## Your task:
Look through the records below and copy each line that includes the word "NavMenuModel".

## Supplied entries:
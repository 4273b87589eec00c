use serde::Serialize;

use crate::domain::value_objects::enums::roles::Role;

#[derive(Debug, Clone, Default, Serialize, PartialEq)]
pub struct NavItem {
    pub menu_name: String,
    #[serde(skip_serializing_if = "Option::is_none")]
    pub route: Option<String>,
    pub display_menu_name: bool,
    #[serde(skip_serializing_if = "Vec::is_empty")]
    pub submenu: Vec<NavItem>,
    #[serde(skip)]
    pub roles: Vec<Role>,
    #[serde(skip)]
    pub require_auth: bool,
    #[serde(skip)]
    pub hide_when_authenticated: bool,
    #[serde(skip)]
    pub order: i32,
    #[serde(skip)]
    pub enabled: bool,
}

impl NavItem {
    fn link(menu_name: &str, route: &str) -> Self {
        Self {
            menu_name: menu_name.to_string(),
            route: Some(route.to_string()),
            display_menu_name: true,
            enabled: true,
            ..Default::default()
        }
    }

    fn group(menu_name: &str, submenu: Vec<NavItem>) -> Self {
        Self {
            menu_name: menu_name.to_string(),
            display_menu_name: true,
            submenu,
            enabled: true,
            ..Default::default()
        }
    }
}

#[derive(Debug, Clone, Serialize, PartialEq)]
pub struct NavMenuModel {
    pub role: Role,
    pub is_authenticated: bool,
    pub items: Vec<NavItem>,
}

pub fn base_menu() -> Vec<NavItem> {
    vec![
        NavItem {
            roles: vec![Role::Admin],
            ..NavItem::group(
                "Gestion",
                vec![
                    NavItem::link("Usuarios", "/gestion/usuarios"),
                    NavItem::link("Items", "/gestion/items"),
                    NavItem::link("Ventas", "/gestion/ventas"),
                    NavItem::link("Categorías", "/gestion/categorias"),
                    NavItem::link("Tipos", "/gestion/tipos"),
                ],
            )
        },
        NavItem::group(
            "Servicios",
            vec![
                NavItem::link("Construcción", "/servicio?tipo=servicio&categoria=construccion"),
                NavItem::link("Asesoría", "/servicio?tipo=servicio&categoria=asesoria"),
                NavItem::link("Inspección", "/servicio?tipo=servicio&categoria=inspeccion"),
                NavItem::link("Pericia", "/servicio?tipo=servicio&categoria=pericia"),
            ],
        ),
        NavItem::group(
            "Sobre Nosotros",
            vec![
                NavItem::link("Quienes Somos", "/servicio/quienes-somos"),
                NavItem::link("Nuestros Proyectos", "/servicio/nuestros-proyectos"),
                NavItem::link("Misión / Visión", "/servicio/mision-vision"),
            ],
        ),
        NavItem::link("Contacto", "/contacto"),
        NavItem {
            require_auth: true,
            ..NavItem::link("Perfil", "/perfil")
        },
        NavItem {
            hide_when_authenticated: true,
            ..NavItem::link("Iniciar Sesión", "/login")
        },
        NavItem {
            require_auth: true,
            ..NavItem::link("Cerrar Sesión", "/logout")
        },
        NavItem {
            display_menu_name: false,
            require_auth: true,
            ..NavItem::link("Carrito", "/cart")
        },
    ]
}

pub fn filter_menu(items: &[NavItem], role: Role, is_authenticated: bool) -> Vec<NavItem> {
    let mut visible: Vec<NavItem> = items
        .iter()
        .filter(|item| item.enabled)
        .filter(|item| item.roles.is_empty() || item.roles.contains(&role))
        .filter(|item| !(item.require_auth && !is_authenticated))
        .filter(|item| !(item.hide_when_authenticated && is_authenticated))
        .map(|item| NavItem {
            submenu: filter_menu(&item.submenu, role, is_authenticated),
            ..item.clone()
        })
        .filter(|item| item.route.is_some() || !item.submenu.is_empty())
        .collect();

    // sort_by_key is stable, equal orders keep their declaration order.
    visible.sort_by_key(|item| item.order);
    visible
}

pub fn menu_for(role: Role, is_authenticated: bool) -> NavMenuModel {
    NavMenuModel {
        role,
        is_authenticated,
        items: filter_menu(&base_menu(), role, is_authenticated),
    }
}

## Response to the exercise:
pub struct NavMenuModel {
pub fn menu_for(role: Role, is_authenticated: bool) -> NavMenuModel {
    NavMenuModel {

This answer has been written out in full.